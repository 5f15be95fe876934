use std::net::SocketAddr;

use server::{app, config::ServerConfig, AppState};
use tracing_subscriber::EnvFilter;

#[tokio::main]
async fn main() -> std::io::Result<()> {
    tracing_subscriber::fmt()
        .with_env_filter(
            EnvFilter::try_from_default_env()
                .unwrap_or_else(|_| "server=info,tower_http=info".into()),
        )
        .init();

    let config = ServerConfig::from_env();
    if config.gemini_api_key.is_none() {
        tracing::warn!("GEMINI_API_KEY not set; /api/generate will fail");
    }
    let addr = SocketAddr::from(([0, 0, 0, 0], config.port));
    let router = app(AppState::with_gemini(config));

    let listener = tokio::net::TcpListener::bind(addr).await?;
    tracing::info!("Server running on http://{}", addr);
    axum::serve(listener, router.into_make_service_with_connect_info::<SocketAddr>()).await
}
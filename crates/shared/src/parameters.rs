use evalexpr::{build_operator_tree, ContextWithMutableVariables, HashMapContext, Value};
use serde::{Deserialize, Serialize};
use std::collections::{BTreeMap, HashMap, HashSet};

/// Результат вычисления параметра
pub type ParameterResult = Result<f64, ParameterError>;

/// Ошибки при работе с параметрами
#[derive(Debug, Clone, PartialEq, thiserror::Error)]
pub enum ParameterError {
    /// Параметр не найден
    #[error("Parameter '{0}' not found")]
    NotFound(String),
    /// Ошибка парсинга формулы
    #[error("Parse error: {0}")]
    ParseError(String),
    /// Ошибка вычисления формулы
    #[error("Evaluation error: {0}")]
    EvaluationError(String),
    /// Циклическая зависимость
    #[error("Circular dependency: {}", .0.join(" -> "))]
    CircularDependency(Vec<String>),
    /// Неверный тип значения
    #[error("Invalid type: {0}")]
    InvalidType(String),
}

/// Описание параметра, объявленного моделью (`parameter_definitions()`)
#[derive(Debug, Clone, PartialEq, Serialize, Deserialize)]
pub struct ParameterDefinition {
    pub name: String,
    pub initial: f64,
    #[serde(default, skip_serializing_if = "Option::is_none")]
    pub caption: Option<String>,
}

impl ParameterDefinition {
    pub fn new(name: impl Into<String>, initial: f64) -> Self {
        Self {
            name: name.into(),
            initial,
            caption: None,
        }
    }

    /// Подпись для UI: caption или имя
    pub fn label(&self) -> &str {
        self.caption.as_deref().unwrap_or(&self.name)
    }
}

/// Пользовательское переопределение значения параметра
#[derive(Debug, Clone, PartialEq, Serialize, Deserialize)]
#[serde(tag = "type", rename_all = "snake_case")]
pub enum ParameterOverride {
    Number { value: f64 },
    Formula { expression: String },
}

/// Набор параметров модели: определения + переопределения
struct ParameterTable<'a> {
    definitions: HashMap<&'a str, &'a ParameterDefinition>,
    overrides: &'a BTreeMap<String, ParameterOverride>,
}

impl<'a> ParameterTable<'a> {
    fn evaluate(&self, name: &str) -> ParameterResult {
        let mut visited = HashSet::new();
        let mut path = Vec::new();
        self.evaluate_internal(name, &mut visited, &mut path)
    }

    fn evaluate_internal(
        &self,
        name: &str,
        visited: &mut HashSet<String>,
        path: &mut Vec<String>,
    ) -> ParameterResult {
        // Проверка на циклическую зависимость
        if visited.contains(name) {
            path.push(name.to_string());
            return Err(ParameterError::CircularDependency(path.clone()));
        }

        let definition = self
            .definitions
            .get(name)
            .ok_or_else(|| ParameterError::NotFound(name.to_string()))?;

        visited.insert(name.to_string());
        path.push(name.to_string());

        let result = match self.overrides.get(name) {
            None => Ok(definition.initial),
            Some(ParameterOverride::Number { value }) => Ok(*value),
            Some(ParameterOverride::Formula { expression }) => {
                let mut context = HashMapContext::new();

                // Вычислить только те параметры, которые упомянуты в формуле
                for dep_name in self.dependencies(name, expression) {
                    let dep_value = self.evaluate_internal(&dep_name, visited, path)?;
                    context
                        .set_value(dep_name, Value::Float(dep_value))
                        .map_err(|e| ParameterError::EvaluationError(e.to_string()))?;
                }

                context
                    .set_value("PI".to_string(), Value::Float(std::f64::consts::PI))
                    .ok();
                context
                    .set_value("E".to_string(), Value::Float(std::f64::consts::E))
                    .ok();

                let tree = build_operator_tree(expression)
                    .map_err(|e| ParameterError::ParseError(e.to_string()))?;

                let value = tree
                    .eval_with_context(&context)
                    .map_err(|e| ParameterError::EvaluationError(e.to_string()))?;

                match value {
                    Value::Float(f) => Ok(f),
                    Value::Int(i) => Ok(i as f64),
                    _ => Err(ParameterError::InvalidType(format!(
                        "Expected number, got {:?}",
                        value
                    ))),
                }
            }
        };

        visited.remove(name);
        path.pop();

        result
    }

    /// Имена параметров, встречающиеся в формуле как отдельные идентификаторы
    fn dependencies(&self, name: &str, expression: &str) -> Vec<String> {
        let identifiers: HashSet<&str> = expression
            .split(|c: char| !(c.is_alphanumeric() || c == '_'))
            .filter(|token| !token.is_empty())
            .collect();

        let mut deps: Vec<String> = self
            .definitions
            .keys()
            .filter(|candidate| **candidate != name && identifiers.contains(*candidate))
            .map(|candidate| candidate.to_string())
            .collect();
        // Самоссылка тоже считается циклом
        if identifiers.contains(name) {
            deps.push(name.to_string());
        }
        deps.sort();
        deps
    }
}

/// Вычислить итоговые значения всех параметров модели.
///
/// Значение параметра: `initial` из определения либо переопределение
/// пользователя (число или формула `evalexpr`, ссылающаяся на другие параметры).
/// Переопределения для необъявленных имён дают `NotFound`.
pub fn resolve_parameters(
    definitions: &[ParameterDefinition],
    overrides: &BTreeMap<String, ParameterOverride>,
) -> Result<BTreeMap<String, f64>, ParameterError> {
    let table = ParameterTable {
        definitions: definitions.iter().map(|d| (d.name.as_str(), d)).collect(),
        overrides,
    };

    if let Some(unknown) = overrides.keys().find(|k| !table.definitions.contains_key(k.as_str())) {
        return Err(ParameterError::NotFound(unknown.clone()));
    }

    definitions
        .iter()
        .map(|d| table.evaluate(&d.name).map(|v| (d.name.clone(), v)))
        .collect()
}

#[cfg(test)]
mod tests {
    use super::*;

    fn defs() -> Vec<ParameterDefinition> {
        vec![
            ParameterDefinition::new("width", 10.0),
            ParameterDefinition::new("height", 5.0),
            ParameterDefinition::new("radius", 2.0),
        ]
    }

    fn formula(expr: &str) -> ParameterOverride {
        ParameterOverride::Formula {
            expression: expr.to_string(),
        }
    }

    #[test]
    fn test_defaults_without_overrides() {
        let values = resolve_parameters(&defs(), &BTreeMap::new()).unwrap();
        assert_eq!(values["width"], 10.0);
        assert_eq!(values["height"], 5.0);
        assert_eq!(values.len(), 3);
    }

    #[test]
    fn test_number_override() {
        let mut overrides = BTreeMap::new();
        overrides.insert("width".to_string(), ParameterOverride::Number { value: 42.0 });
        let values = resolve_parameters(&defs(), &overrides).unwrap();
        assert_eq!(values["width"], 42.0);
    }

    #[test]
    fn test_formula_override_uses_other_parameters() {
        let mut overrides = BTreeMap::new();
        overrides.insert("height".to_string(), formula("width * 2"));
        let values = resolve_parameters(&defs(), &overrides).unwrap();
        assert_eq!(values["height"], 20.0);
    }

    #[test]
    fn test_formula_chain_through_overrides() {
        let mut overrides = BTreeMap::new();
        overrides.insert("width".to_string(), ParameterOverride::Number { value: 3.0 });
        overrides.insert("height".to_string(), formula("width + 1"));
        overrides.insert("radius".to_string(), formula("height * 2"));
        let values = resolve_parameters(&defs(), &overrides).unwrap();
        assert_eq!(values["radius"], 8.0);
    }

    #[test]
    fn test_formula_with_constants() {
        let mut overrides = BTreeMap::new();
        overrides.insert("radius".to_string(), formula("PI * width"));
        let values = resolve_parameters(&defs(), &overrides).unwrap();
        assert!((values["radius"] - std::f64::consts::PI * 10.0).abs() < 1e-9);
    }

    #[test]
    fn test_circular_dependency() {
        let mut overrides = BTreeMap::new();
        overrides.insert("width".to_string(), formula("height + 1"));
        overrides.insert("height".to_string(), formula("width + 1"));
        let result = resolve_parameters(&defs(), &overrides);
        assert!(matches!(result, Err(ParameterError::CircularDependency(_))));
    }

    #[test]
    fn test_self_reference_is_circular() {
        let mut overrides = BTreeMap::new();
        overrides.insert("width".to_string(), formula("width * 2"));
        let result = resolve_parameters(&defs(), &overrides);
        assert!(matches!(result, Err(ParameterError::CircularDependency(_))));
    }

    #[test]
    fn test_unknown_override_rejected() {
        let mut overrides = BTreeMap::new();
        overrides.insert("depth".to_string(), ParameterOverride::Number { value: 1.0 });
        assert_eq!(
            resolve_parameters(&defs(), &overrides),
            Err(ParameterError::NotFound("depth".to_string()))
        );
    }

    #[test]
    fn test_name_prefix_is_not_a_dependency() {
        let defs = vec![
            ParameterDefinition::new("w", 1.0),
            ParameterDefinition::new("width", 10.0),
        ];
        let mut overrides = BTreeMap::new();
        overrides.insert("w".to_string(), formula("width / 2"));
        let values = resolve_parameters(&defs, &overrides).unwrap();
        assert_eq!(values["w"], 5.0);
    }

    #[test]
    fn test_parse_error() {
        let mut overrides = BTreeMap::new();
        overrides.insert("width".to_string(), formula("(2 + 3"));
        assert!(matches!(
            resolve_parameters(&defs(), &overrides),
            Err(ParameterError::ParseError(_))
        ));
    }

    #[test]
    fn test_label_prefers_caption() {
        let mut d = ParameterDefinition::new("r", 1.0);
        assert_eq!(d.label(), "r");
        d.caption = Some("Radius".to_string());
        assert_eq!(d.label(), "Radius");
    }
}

Problem description:
Once you have located every line with the word "CircularDependency" in the material above, list those lines.

Result of this exercise:
    CircularDependency(Vec<String>),
            return Err(ParameterError::CircularDependency(path.clone()));
        assert!(matches!(result, Err(ParameterError::CircularDependency(_))));
        assert!(matches!(result, Err(ParameterError::CircularDependency(_))));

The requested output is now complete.